In terms of electrical topology, the high-voltage cascade solution under large capacity has significant advantages. As the capacity of the energy storage integrated system increases, the traditional series boost solution will face various problems: a large number of cells are required under a large capacity, and the safety risk is relatively large; as the number of cycles of the cells increases, the differentiation of the cell body is gradually reflected , the system consistency becomes worse; constrained by the above two factors, the capacity of a single system is usually limited, and with the increase of parallel devices, the secondary communication and coordinated control become more complicated.
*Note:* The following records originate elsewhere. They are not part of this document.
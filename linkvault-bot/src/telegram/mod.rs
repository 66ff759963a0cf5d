//! Telegram chat transport.
//!
//! Long-polls the Bot API for updates and exposes the message/keyboard
//! send surface the dispatcher needs. The dispatcher only sees the
//! `ChatTransport` trait; everything Telegram-specific stays here.

use std::sync::Arc;
use std::time::Duration;

use async_trait::async_trait;
use serde_json::{json, Value};

use crate::dispatcher::Dispatcher;
use crate::event::Event;

const DEFAULT_API_BASE: &str = "https://api.telegram.org";

/// Long-poll timeout passed to getUpdates, in seconds.
const POLL_TIMEOUT_SECS: u64 = 30;

/// Sleep between retries after a failed poll.
const POLL_RETRY_DELAY: Duration = Duration::from_secs(5);

pub type TransportResult<T> = Result<T, TransportError>;

/// Transport error type.
#[derive(Debug, thiserror::Error)]
pub enum TransportError {
    #[error("Authentication failed: {0}")]
    Auth(String),

    #[error("Connection failed: {0}")]
    Connection(String),

    #[error("Message send failed: {0}")]
    SendFailed(String),
}

/// A single inline keyboard button.
#[derive(Debug, Clone, PartialEq, Eq)]
pub struct InlineButton {
    pub text: String,
    pub callback_data: String,
}

impl InlineButton {
    pub fn new(text: impl Into<String>, callback_data: impl Into<String>) -> Self {
        Self {
            text: text.into(),
            callback_data: callback_data.into(),
        }
    }
}

/// Outbound side of the chat transport.
#[async_trait]
pub trait ChatTransport: Send + Sync {
    /// Send a plain text message.
    async fn send_message(&self, chat_id: i64, text: &str) -> TransportResult<()>;

    /// Send a message with the persistent reply keyboard attached.
    async fn send_with_reply_keyboard(
        &self,
        chat_id: i64,
        text: &str,
        rows: Vec<Vec<String>>,
    ) -> TransportResult<()>;

    /// Send a message with an inline keyboard attached.
    async fn send_with_inline_keyboard(
        &self,
        chat_id: i64,
        text: &str,
        rows: Vec<Vec<InlineButton>>,
    ) -> TransportResult<()>;

    /// Acknowledge an inline button press so the client stops its spinner.
    async fn acknowledge_callback(&self, callback_id: &str) -> TransportResult<()>;
}

/// Telegram Bot API transport.
pub struct TelegramTransport {
    bot_token: String,
    api_base: String,
    client: reqwest::Client,
}

impl TelegramTransport {
    pub fn new(bot_token: String) -> Self {
        Self::with_api_base(bot_token, DEFAULT_API_BASE.to_string())
    }

    /// Override the API base URL, used by tests to point at a local server.
    pub fn with_api_base(bot_token: String, api_base: String) -> Self {
        Self {
            bot_token,
            api_base,
            client: reqwest::Client::new(),
        }
    }

    fn api_url(&self, method: &str) -> String {
        format!("{}/bot{}/{method}", self.api_base, self.bot_token)
    }

    /// Verify the bot token with getMe before entering the poll loop.
    pub async fn init(&self) -> TransportResult<()> {
        let resp = self
            .client
            .get(self.api_url("getMe"))
            .send()
            .await
            .map_err(|e| TransportError::Connection(e.to_string()))?;

        if !resp.status().is_success() {
            let err = resp.text().await.unwrap_or_default();
            return Err(TransportError::Auth(format!("Invalid bot token: {err}")));
        }

        tracing::info!("Telegram transport initialized");
        Ok(())
    }

    async fn call(&self, method: &str, body: Value) -> TransportResult<()> {
        let resp = self
            .client
            .post(self.api_url(method))
            .json(&body)
            .send()
            .await
            .map_err(|e| TransportError::Connection(e.to_string()))?;

        if !resp.status().is_success() {
            let err = resp.text().await.unwrap_or_default();
            return Err(TransportError::SendFailed(format!(
                "Telegram {method} failed: {err}"
            )));
        }

        Ok(())
    }

    /// One getUpdates long poll starting at `offset`.
    pub async fn get_updates(&self, offset: i64) -> TransportResult<Vec<Value>> {
        let body = json!({
            "offset": offset,
            "timeout": POLL_TIMEOUT_SECS,
            "allowed_updates": ["message", "callback_query"],
        });

        let resp = self
            .client
            .post(self.api_url("getUpdates"))
            .json(&body)
            .send()
            .await
            .map_err(|e| TransportError::Connection(e.to_string()))?;

        let data: Value = resp
            .json()
            .await
            .map_err(|e| TransportError::Connection(e.to_string()))?;

        Ok(data
            .get("result")
            .and_then(Value::as_array)
            .cloned()
            .unwrap_or_default())
    }
}

#[async_trait]
impl ChatTransport for TelegramTransport {
    async fn send_message(&self, chat_id: i64, text: &str) -> TransportResult<()> {
        self.call("sendMessage", json!({ "chat_id": chat_id, "text": text }))
            .await
    }

    async fn send_with_reply_keyboard(
        &self,
        chat_id: i64,
        text: &str,
        rows: Vec<Vec<String>>,
    ) -> TransportResult<()> {
        let keyboard: Vec<Vec<Value>> = rows
            .into_iter()
            .map(|row| row.into_iter().map(|label| json!({ "text": label })).collect())
            .collect();

        let body = json!({
            "chat_id": chat_id,
            "text": text,
            "reply_markup": {
                "keyboard": keyboard,
                "resize_keyboard": true,
                "one_time_keyboard": false,
            }
        });
        self.call("sendMessage", body).await
    }

    async fn send_with_inline_keyboard(
        &self,
        chat_id: i64,
        text: &str,
        rows: Vec<Vec<InlineButton>>,
    ) -> TransportResult<()> {
        let keyboard: Vec<Vec<Value>> = rows
            .into_iter()
            .map(|row| {
                row.into_iter()
                    .map(|btn| {
                        json!({
                            "text": btn.text,
                            "callback_data": btn.callback_data,
                        })
                    })
                    .collect()
            })
            .collect();

        let body = json!({
            "chat_id": chat_id,
            "text": text,
            "reply_markup": {
                "inline_keyboard": keyboard,
            }
        });
        self.call("sendMessage", body).await
    }

    async fn acknowledge_callback(&self, callback_id: &str) -> TransportResult<()> {
        self.call(
            "answerCallbackQuery",
            json!({ "callback_query_id": callback_id }),
        )
        .await
    }
}

/// Drive the bot: long-poll getUpdates and feed every update through the
/// dispatcher. Runs until the process stops; poll failures are logged and
/// retried after a short delay.
pub async fn run(
    transport: Arc<TelegramTransport>,
    dispatcher: Arc<Dispatcher>,
) -> TransportResult<()> {
    transport.init().await?;

    let mut offset: i64 = 0;
    tracing::info!("Telegram transport listening for updates...");

    loop {
        let updates = match transport.get_updates(offset).await {
            Ok(updates) => updates,
            Err(e) => {
                tracing::warn!("Telegram poll error: {e}");
                tokio::time::sleep(POLL_RETRY_DELAY).await;
                continue;
            }
        };

        for update in updates {
            if let Some(uid) = update.get("update_id").and_then(Value::as_i64) {
                offset = uid + 1;
            }
            handle_update(&transport, &dispatcher, &update).await;
        }
    }
}

async fn handle_update(transport: &TelegramTransport, dispatcher: &Dispatcher, update: &Value) {
    if let Some(callback) = update.get("callback_query") {
        handle_callback(transport, dispatcher, callback).await;
        return;
    }

    let Some(message) = update.get("message") else {
        return;
    };
    let Some(chat_id) = message
        .get("chat")
        .and_then(|c| c.get("id"))
        .and_then(Value::as_i64)
    else {
        return;
    };
    let Some(user_id) = message
        .get("from")
        .and_then(|f| f.get("id"))
        .and_then(Value::as_i64)
    else {
        return;
    };
    let Some(text) = message.get("text").and_then(Value::as_str) else {
        return;
    };

    tracing::info!(user_id, chat_id, text = %text, "message received");

    if text.starts_with('/') {
        // Only the welcome command is handled; other slash commands are
        // reserved and ignored.
        if text.starts_with("/start") {
            if let Err(e) = dispatcher.handle_start(chat_id).await {
                tracing::error!(chat_id, "Failed to send welcome: {e}");
            }
        }
        return;
    }

    let Some(event) = Event::from_message(text) else {
        return;
    };
    if let Err(e) = dispatcher.dispatch(chat_id, user_id, event).await {
        tracing::error!(user_id, "Failed to handle message: {e}");
    }
}

async fn handle_callback(transport: &TelegramTransport, dispatcher: &Dispatcher, callback: &Value) {
    let Some(callback_id) = callback.get("id").and_then(Value::as_str) else {
        return;
    };

    let chat_id = callback
        .get("message")
        .and_then(|m| m.get("chat"))
        .and_then(|c| c.get("id"))
        .and_then(Value::as_i64);
    let user_id = callback
        .get("from")
        .and_then(|f| f.get("id"))
        .and_then(Value::as_i64);
    let data = callback.get("data").and_then(Value::as_str);

    if let (Some(chat_id), Some(user_id), Some(data)) = (chat_id, user_id, data) {
        tracing::info!(user_id, chat_id, data = %data, "button press received");

        if let Some(event) = Event::from_callback(data) {
            if let Err(e) = dispatcher.dispatch(chat_id, user_id, event).await {
                tracing::error!(user_id, "Failed to handle button press: {e}");
            }
        }
    }

    // Always acknowledged, including payloads the dispatcher ignores.
    if let Err(e) = transport.acknowledge_callback(callback_id).await {
        tracing::warn!("Failed to acknowledge callback: {e}");
    }
}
The advantages of the high-voltage cascading scheme under large capacity are prominent: the high-voltage cascading scheme is composed of multiple energy storage units, which adopt de-parallel combination, and each energy storage unit outputs tens to hundreds of volts, discretizing the battery stack, which greatly The power of the battery stack is reduced, the number of battery cells in the battery stack is reduced, the system capacity is greatly increased, and the system safety is improved.
The current industrial and commercial scenarios are diverse. Industrial and commercial energy storage products mostly adopt modular designs to achieve flexible deployment and smooth expansion. At the same time, they support multi-machine parallel connections, and can provide customers with customized energy storage system solutions to meet market differentiation needs.